(Data extract begins)

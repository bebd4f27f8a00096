//! The join builder: attaches each product's category and owner.
//!
//! Runs once per session. The result is the immutable base data every
//! filter pass starts from.

use std::collections::{HashMap, hash_map::Entry};

use serde::{Deserialize, Serialize};

use crate::{
  error::{Error, Result},
  model::{Category, Product, User},
};

/// A product with its resolved category and that category's owner, copied in
/// by value.
#[derive(Debug, Clone, PartialEq, Eq, Serialize, Deserialize)]
pub struct EnrichedProduct {
  #[serde(flatten)]
  pub product:  Product,
  pub category: Category,
  pub user:     User,
}

/// Join `products` against `categories` and `users`.
///
/// Output order matches `products`. Every `category_id` and `owner_id` must
/// resolve to exactly one row; a missing or duplicated key is an error and no
/// partial result is returned. The inputs are only borrowed.
pub fn enrich(
  products: &[Product],
  categories: &[Category],
  users: &[User],
) -> Result<Vec<EnrichedProduct>> {
  let categories_by_id = index(categories, |c| c.id, Error::DuplicateCategory)?;
  let users_by_id = index(users, |u| u.id, Error::DuplicateUser)?;

  let enriched = products
    .iter()
    .map(|product| -> Result<EnrichedProduct> {
      let category = categories_by_id.get(&product.category_id).copied().ok_or(
        Error::UnresolvedCategory {
          product_id:  product.id,
          category_id: product.category_id,
        },
      )?;
      let user = users_by_id
        .get(&category.owner_id)
        .copied()
        .ok_or(Error::UnresolvedOwner {
          category_id: category.id,
          owner_id:    category.owner_id,
        })?;

      Ok(EnrichedProduct {
        product:  product.clone(),
        category: category.clone(),
        user:     user.clone(),
      })
    })
    .collect::<Result<Vec<_>>>()?;

  tracing::debug!(
    products = products.len(),
    categories = categories.len(),
    users = users.len(),
    "joined product table"
  );
  Ok(enriched)
}

fn index<'a, T, K>(
  rows: &'a [T],
  key: impl Fn(&T) -> K,
  duplicate: impl Fn(K) -> Error,
) -> Result<HashMap<K, &'a T>>
where
  K: std::hash::Hash + Eq + Copy,
{
  let mut map = HashMap::with_capacity(rows.len());
  for row in rows {
    match map.entry(key(row)) {
      Entry::Occupied(e) => return Err(duplicate(*e.key())),
      Entry::Vacant(e) => {
        e.insert(row);
      }
    }
  }
  Ok(map)
}
//! TUI rendering — orchestrates all panes.

pub mod filters;
pub mod product_table;

use chrono::Local;
use ratatui::{
  Frame,
  layout::{Constraint, Direction, Layout, Rect},
  style::{Color, Modifier, Style},
  text::{Line, Span},
  widgets::{Block, Paragraph},
};

use crate::app::App;

// ─── Root draw ────────────────────────────────────────────────────────────────

/// Main draw function called each frame.
pub fn draw(f: &mut Frame, app: &App) {
  let area = f.area();

  let rows = Layout::default()
    .direction(Direction::Vertical)
    .constraints([
      Constraint::Length(1), // header
      Constraint::Length(5), // filters panel
      Constraint::Min(0),    // product table
      Constraint::Length(1), // status bar
    ])
    .split(area);

  draw_header(f, rows[0]);
  filters::draw(f, rows[1], app);
  product_table::draw(f, rows[2], app);
  draw_status(f, rows[3], app);
}

// ─── Header ───────────────────────────────────────────────────────────────────

fn draw_header(f: &mut Frame, area: Rect) {
  let date = Local::now().format("%Y-%m-%d").to_string();

  let left = Span::styled(
    " Product Categories",
    Style::default()
      .fg(Color::White)
      .add_modifier(Modifier::BOLD),
  );
  let right = Span::styled(format!("{date} "), Style::default().fg(Color::Gray));

  let pad = area
    .width
    .saturating_sub(left.width() as u16)
    .saturating_sub(right.width() as u16);

  let line = Line::from(vec![left, Span::raw(" ".repeat(pad as usize)), right]);

  let block = Block::default().style(Style::default().bg(Color::DarkGray));
  let inner = block.inner(area);
  f.render_widget(block, area);
  f.render_widget(Paragraph::new(line), inner);
}

// ─── Status bar ───────────────────────────────────────────────────────────────

fn draw_status(f: &mut Frame, area: Rect, app: &App) {
  let (mode_label, hints) = if app.search_active {
    ("SEARCH", "Type to filter  Esc clear  Enter done")
  } else {
    (
      "NORMAL",
      "/ search  x clear  a all  1-9 owner  ←→ category  Space toggle  r reset  q quit",
    )
  };

  let status = if app.status_msg.is_empty() {
    hints.to_string()
  } else {
    app.status_msg.clone()
  };

  let mode_span = Span::styled(
    format!(" {mode_label} "),
    Style::default()
      .fg(Color::Black)
      .bg(Color::Cyan)
      .add_modifier(Modifier::BOLD),
  );
  let hint_span = Span::styled(format!("  {status}"), Style::default().fg(Color::DarkGray));

  f.render_widget(
    Paragraph::new(Line::from(vec![mode_span, hint_span])).style(Style::default().bg(Color::Black)),
    area,
  );
}

#[cfg(test)]
mod tests {
  use prodcat_core::{Catalog, FilterState, Tables, model::UserId};
  use ratatui::{Terminal, backend::TestBackend, buffer::Buffer};

  use super::*;

  fn render_buffer(app: &App) -> Buffer {
    let mut terminal = Terminal::new(TestBackend::new(120, 30)).unwrap();
    terminal.draw(|f| draw(f, app)).unwrap();
    terminal.backend().buffer().clone()
  }

  fn render(app: &App) -> String {
    render_buffer(app)
      .content()
      .iter()
      .map(|cell| cell.symbol())
      .collect()
  }

  fn app() -> App {
    App::new(Catalog::new(Tables::sample().unwrap()).unwrap(), FilterState::new())
  }

  /// Column where `word` starts in `symbols`, one cell per char, at or after
  /// `from`.
  fn find(symbols: &[&str], word: &str, from: usize) -> Option<usize> {
    let chars: Vec<String> = word.chars().map(String::from).collect();
    (from..symbols.len().saturating_sub(chars.len() - 1))
      .find(|&x| chars.iter().enumerate().all(|(i, c)| symbols[x + i] == c))
  }

  /// Foreground of the user cell in the table row showing `product`.
  fn user_fg(buf: &Buffer, product: &str, user: &str) -> Color {
    for y in 0..buf.area.height {
      let symbols: Vec<&str> = (0..buf.area.width).map(|x| buf[(x, y)].symbol()).collect();
      let Some(px) = find(&symbols, product, 0) else {
        continue;
      };
      let ux = find(&symbols, user, px + product.len()).expect("user cell in product row");
      return buf[(ux as u16, y)].fg;
    }
    panic!("no row for {product}");
  }

  #[test]
  fn renders_rows_and_headers() {
    let screen = render(&app());
    assert!(screen.contains("Product Categories"));
    assert!(screen.contains("Milk"));
    assert!(screen.contains("Drinks"));
    assert!(screen.contains("Roma"));
    assert!(screen.contains("Category ⇅"));
    assert!(!screen.contains("No products matching"));
  }

  #[test]
  fn renders_no_matching_message() {
    let mut app = app();
    app.filters.set_query("undefined");
    let screen = render(&app);
    assert!(screen.contains("No products matching selected criteria"));
    assert!(!screen.contains("Milk"));
    for column in ["ID ⇅", "Product ⇅", "Category ⇅", "User ⇅"] {
      assert!(screen.contains(column), "missing header {column}");
    }
  }

  #[test]
  fn clear_hint_only_with_query() {
    let mut app = app();
    assert!(!render(&app).contains("[x]"));
    app.filters.set_query("mil");
    assert!(render(&app).contains("[x]"));
  }

  #[test]
  fn women_are_red_and_men_use_their_colour() {
    let buf = render_buffer(&app());
    // Bread → Grocery → Anna; Laptop → Electronics → Roma (#3273dc).
    assert_eq!(user_fg(&buf, "Bread", "Anna"), Color::Red);
    assert_eq!(user_fg(&buf, "Laptop", "Roma"), Color::Rgb(50, 115, 220));
  }

  #[test]
  fn user_without_colour_falls_back() {
    let tables = Tables::from_json(
      r#"[{"id":1,"name":"Max","sex":"m"}]"#,
      r#"[{"id":1,"title":"Drinks","icon":"","ownerId":1}]"#,
      r#"[{"id":1,"name":"Milk","categoryId":1},{"id":2,"name":"Soda","categoryId":1}]"#,
    )
    .unwrap();
    let app = App::new(Catalog::new(tables).unwrap(), FilterState::new());
    let buf = render_buffer(&app);
    assert_eq!(user_fg(&buf, "Soda", "Max"), Color::LightBlue);
  }

  #[test]
  fn title_names_selected_owner() {
    let mut app = app();
    let anna = app.catalog.user(UserId(2)).unwrap().clone();
    app.filters.select_owner(&anna);
    assert!(render(&app).contains(" Products (6/15, Anna) "));

    app.filters.select_all();
    app.filters.set_query("milk");
    assert!(render(&app).contains(" Products (1/15) "));
  }
}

(Data extract ends)

** Task item **
State the number of lines in the data above containing the string "chars" and nothing more.

** Result for this exercise **
3